*EXERCISE*. Below is a block of entries; repeat exactly the lines starting at the line that contains "underlying shared connection" and ending at the line that contains "pub trait ConnectionSupplier: Send", both included.

*EXTRACTED DATA*.
========================================

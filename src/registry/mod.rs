//! Shared-connection lease registry
//!
//! The registry lazily opens one expensive connection, hands out leases to
//! it, and tears it down after an idle grace period once every lease has
//! been released. See [`LeaseRegistry`] for the entry point.

mod chain;
mod closer;
mod lease;
#[allow(clippy::module_inception)]
mod registry;

pub use chain::LeaseId;
pub use closer::IdleCloser;
pub use lease::Lease;
pub use registry::{create_lease_system, LeaseRegistry};
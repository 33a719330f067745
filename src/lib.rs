//! conn-lease - Shared-connection lease manager
//!
//! One expensive connection, many call sites. The registry opens the
//! connection lazily on the first [`acquire`](LeaseRegistry::acquire), hands
//! out reference-counted [`Lease`]s to it, and closes it automatically once
//! every lease has been released and an idle grace period has elapsed.
//! Re-acquiring within the grace period reuses the live connection, so
//! bursts of short-lived work never pay the open cost twice. A
//! [`force_close`](LeaseRegistry::force_close) path performs abrupt
//! synchronous shutdown, revoking every outstanding lease.
//!
//! ## Modules
//!
//! - [`config`]: connection parameters and idle-grace tuning
//! - [`error`]: typed lease errors
//! - [`registry`]: the lease registry, lease handles, and idle closer
//! - [`supplier`]: the open/close seam and the SQLite implementation
//! - [`testing`]: shared fixtures (counting mock supplier)
//!
//! ## Usage
//!
//! ```no_run
//! use conn_lease::{create_lease_system, ConnectConfig, IdleConfig, SqliteSupplier};
//!
//! # async fn demo() -> anyhow::Result<()> {
//! let connect = ConnectConfig::load("db.json".as_ref())?;
//! let (registry, closer) = create_lease_system(SqliteSupplier::new(), connect, IdleConfig::default());
//! tokio::spawn(closer.run());
//!
//! let lease = registry.acquire().await?;
//! let pool = lease.conn()?;
//! sqlx::query("SELECT 1").execute(&*pool).await?;
//! lease.release()?;
//! # Ok(())
//! # }
//! ```

pub mod config;
pub mod error;
pub mod registry;
pub mod supplier;
pub mod testing;

// Re-export commonly used types
pub use config::{ConnectConfig, IdleConfig};
pub use error::LeaseError;
pub use registry::{create_lease_system, IdleCloser, Lease, LeaseId, LeaseRegistry};
pub use supplier::{ConnectionSupplier, SqliteSupplier};
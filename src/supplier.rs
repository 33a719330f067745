//! Connection supplier seam
//!
//! The registry never opens or closes anything itself; it delegates to a
//! [`ConnectionSupplier`]. Production code uses [`SqliteSupplier`]; tests use
//! the counting mock in [`crate::testing`].

use std::str::FromStr;
use std::sync::Arc;

use anyhow::{bail, Context, Result};
use async_trait::async_trait;
use sqlx::sqlite::{SqliteConnectOptions, SqlitePool, SqlitePoolOptions};

use crate::config::ConnectConfig;

/// Opens and closes the underlying shared connection
///
/// `open` may block and may fail; `close` must tolerate an already-closed
/// connection and report success.
#[async_trait]
pub trait ConnectionSupplier: Send + Sync + 'static {
    /// The connection type handed out to leases
    type Conn: Send + Sync + 'static;

    /// Open a connection using the given parameters
    async fn open(&self, config: &ConnectConfig) -> Result<Self::Conn>;

    /// Close a connection
    ///
    /// The connection arrives behind an `Arc` because released leases may
    /// still hold snapshot handles to it.
    async fn close(&self, conn: Arc<Self::Conn>) -> Result<()>;
}

/// SQLite supplier backed by a single-connection `sqlx` pool
///
/// SQLite has no login identity, so `user` and `password` from the config
/// are ignored; `driver` must be `sqlite`.
#[derive(Debug, Clone, Default)]
pub struct SqliteSupplier;

impl SqliteSupplier {
    /// Create a new SQLite supplier
    pub fn new() -> Self {
        Self
    }
}

#[async_trait]
impl ConnectionSupplier for SqliteSupplier {
    type Conn = SqlitePool;

    async fn open(&self, config: &ConnectConfig) -> Result<SqlitePool> {
        if config.driver != "sqlite" {
            bail!("SqliteSupplier cannot open driver '{}'", config.driver);
        }

        let options = SqliteConnectOptions::from_str(&config.url)
            .with_context(|| format!("Invalid connection URL: {}", config.url))?
            .create_if_missing(true);

        let pool = SqlitePoolOptions::new()
            .max_connections(1)
            .connect_with(options)
            .await
            .context("Failed to open shared database connection")?;

        Ok(pool)
    }

    async fn close(&self, conn: Arc<SqlitePool>) -> Result<()> {
        // Pool close is idempotent, which covers "already closed".
        conn.close().await;
        Ok(())
    }
}

#[cfg(test)]
mod tests {
    use super::*;

    fn sqlite_config(url: &str) -> ConnectConfig {
        ConnectConfig {
            url: url.to_string(),
            user: String::new(),
            password: String::new(),
            driver: "sqlite".to_string(),
        }
    }

    #[tokio::test]
    async fn test_open_query_close() {
        let dir = tempfile::tempdir().unwrap();
        let url = format!("sqlite://{}?mode=rwc", dir.path().join("state.db").display());

        let supplier = SqliteSupplier::new();
        let pool = Arc::new(supplier.open(&sqlite_config(&url)).await.unwrap());

        sqlx::query("CREATE TABLE appointments (id INTEGER PRIMARY KEY)")
            .execute(&*pool)
            .await
            .unwrap();

        supplier.close(pool.clone()).await.unwrap();
        // Closing again is tolerated
        supplier.close(pool).await.unwrap();
    }

    #[tokio::test]
    async fn test_rejects_wrong_driver() {
        let supplier = SqliteSupplier::new();
        let mut config = sqlite_config("sqlite::memory:");
        config.driver = "mysql".to_string();

        let err = supplier.open(&config).await.unwrap_err();
        assert!(err.to_string().contains("mysql"));
    }

    #[tokio::test]
    async fn test_open_failure_on_bad_url() {
        let supplier = SqliteSupplier::new();
        let config = sqlite_config("not-a-url://///");
        assert!(supplier.open(&config).await.is_err());
    }
}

========================================

*SOLUTION FOR THIS PROBLEM*.
/// Opens and closes the underlying shared connection
///
/// `open` may block and may fail; `close` must tolerate an already-closed
/// connection and report success.
#[async_trait]
pub trait ConnectionSupplier: Send + Sync + 'static {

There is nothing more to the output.